The records sit below. Return every line in them that holds the word "impl".

-*-*-

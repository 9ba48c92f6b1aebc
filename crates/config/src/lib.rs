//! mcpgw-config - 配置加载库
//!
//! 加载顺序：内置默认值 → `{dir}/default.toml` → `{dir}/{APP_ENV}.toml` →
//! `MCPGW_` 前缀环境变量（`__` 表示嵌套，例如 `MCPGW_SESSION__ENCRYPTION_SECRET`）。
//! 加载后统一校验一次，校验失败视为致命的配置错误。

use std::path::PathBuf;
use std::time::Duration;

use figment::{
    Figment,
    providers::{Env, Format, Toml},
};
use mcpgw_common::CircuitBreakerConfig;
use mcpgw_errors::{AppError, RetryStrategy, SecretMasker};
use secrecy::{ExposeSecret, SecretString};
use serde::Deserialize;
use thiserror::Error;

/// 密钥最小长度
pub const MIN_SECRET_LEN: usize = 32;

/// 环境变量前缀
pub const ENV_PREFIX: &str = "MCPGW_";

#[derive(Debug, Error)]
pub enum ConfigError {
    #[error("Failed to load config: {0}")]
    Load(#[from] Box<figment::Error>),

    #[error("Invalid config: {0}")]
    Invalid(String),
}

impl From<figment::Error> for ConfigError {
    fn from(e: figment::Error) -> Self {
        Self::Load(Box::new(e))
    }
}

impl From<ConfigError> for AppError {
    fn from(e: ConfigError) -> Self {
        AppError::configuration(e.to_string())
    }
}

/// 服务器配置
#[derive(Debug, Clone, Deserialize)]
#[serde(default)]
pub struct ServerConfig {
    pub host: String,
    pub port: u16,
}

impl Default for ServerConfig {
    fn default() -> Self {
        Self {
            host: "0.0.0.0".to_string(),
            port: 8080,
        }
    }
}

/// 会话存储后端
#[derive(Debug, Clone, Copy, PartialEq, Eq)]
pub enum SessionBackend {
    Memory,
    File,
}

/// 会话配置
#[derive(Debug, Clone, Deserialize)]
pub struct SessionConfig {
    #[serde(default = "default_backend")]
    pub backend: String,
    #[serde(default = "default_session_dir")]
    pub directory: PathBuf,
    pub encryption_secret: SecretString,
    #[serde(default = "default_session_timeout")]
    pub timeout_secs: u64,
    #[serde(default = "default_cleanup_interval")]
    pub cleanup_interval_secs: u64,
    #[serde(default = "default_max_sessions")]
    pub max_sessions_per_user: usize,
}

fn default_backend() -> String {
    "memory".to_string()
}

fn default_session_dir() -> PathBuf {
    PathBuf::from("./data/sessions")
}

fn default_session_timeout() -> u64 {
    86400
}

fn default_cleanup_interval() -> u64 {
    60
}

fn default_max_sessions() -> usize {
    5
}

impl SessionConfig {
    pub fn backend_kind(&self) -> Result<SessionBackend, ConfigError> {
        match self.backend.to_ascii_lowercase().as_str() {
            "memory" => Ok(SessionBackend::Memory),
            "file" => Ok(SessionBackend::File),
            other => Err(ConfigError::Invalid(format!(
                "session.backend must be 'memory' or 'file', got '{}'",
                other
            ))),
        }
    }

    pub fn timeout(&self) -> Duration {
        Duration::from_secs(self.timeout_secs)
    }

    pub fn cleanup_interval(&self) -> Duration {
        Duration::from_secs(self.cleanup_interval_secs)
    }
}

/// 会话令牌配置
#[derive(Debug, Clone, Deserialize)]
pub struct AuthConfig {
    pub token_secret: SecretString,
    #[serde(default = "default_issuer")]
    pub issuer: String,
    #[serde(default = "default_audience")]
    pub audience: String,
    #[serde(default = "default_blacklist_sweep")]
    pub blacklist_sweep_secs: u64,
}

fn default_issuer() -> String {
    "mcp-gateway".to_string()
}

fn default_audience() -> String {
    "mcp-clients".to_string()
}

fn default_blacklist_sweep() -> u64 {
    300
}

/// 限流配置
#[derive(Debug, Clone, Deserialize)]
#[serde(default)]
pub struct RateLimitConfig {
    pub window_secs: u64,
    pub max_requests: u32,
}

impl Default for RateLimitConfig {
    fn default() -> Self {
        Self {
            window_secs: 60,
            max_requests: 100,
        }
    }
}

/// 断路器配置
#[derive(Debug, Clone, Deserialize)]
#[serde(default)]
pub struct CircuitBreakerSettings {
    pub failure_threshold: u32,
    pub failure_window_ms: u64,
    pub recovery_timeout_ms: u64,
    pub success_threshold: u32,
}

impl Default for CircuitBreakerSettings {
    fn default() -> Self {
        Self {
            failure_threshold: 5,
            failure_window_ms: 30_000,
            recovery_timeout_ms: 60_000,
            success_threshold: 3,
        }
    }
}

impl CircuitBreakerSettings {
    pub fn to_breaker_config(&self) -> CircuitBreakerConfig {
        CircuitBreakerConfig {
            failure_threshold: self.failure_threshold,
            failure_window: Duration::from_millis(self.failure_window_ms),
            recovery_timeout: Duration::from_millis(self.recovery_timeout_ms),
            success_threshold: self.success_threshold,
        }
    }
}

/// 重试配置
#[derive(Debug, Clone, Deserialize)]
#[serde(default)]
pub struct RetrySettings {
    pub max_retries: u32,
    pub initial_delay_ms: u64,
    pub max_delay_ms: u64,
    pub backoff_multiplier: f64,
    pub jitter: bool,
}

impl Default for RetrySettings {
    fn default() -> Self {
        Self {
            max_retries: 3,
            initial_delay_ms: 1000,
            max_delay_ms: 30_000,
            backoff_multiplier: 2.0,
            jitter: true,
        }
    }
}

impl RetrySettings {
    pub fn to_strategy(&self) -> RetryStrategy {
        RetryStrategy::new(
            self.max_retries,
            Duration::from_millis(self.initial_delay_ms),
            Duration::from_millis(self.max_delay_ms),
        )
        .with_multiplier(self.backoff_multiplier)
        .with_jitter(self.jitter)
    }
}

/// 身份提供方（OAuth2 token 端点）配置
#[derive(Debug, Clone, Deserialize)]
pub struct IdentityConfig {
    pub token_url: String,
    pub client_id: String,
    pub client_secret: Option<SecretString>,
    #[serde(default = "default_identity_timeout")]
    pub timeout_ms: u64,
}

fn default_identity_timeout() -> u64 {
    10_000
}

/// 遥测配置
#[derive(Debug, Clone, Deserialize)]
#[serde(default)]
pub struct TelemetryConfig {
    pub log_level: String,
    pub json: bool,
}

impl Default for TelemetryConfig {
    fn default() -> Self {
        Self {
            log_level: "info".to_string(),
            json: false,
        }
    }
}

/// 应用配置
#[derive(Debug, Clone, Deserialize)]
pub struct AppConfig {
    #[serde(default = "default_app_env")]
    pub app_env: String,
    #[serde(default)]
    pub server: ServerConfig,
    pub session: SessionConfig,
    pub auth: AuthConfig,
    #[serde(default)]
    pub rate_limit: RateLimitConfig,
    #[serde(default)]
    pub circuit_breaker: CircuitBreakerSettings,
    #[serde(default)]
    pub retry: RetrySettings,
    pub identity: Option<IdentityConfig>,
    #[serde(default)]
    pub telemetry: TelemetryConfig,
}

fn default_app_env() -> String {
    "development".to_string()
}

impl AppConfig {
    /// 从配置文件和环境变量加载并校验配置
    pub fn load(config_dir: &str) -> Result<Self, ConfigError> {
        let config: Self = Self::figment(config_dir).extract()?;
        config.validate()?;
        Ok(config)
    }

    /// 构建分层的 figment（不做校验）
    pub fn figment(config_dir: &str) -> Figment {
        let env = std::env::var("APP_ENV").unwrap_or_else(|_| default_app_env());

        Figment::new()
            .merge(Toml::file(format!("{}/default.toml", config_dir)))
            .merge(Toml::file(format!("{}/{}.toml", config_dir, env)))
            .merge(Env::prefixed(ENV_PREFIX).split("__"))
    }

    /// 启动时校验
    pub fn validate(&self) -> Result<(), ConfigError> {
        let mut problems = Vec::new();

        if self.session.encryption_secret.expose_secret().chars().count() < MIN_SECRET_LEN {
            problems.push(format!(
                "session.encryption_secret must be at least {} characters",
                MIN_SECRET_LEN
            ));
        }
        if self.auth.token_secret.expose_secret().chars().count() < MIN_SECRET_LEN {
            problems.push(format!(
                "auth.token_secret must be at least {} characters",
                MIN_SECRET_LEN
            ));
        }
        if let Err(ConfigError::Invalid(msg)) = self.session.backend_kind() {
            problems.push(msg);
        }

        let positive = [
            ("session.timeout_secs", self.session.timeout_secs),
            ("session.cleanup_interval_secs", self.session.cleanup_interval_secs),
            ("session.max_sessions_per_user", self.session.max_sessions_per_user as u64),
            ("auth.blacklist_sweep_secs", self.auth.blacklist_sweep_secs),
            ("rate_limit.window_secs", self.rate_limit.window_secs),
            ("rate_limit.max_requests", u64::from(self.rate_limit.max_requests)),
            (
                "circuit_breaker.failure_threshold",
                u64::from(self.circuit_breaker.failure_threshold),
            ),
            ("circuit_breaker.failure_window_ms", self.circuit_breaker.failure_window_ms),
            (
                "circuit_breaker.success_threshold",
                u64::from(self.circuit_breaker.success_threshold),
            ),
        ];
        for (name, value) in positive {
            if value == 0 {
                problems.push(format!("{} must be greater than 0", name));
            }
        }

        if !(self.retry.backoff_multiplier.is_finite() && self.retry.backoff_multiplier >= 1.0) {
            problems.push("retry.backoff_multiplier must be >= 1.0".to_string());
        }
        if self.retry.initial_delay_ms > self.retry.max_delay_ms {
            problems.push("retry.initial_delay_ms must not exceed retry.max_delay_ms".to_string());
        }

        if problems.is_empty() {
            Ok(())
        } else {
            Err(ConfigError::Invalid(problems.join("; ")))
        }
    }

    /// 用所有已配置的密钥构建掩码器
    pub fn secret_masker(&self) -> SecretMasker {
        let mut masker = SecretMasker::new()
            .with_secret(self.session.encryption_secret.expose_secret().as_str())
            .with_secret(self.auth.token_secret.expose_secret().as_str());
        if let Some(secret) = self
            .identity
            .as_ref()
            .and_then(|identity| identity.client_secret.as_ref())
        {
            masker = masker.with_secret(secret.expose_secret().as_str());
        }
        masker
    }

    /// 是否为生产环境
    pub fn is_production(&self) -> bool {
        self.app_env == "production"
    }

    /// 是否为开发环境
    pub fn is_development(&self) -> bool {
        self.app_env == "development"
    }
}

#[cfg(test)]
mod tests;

-*-*-

YOUR SOLUTION:
impl From<figment::Error> for ConfigError {
impl From<ConfigError> for AppError {
impl Default for ServerConfig {
impl SessionConfig {
impl Default for RateLimitConfig {
impl Default for CircuitBreakerSettings {
impl CircuitBreakerSettings {
impl Default for RetrySettings {
impl RetrySettings {
impl Default for TelemetryConfig {
impl AppConfig {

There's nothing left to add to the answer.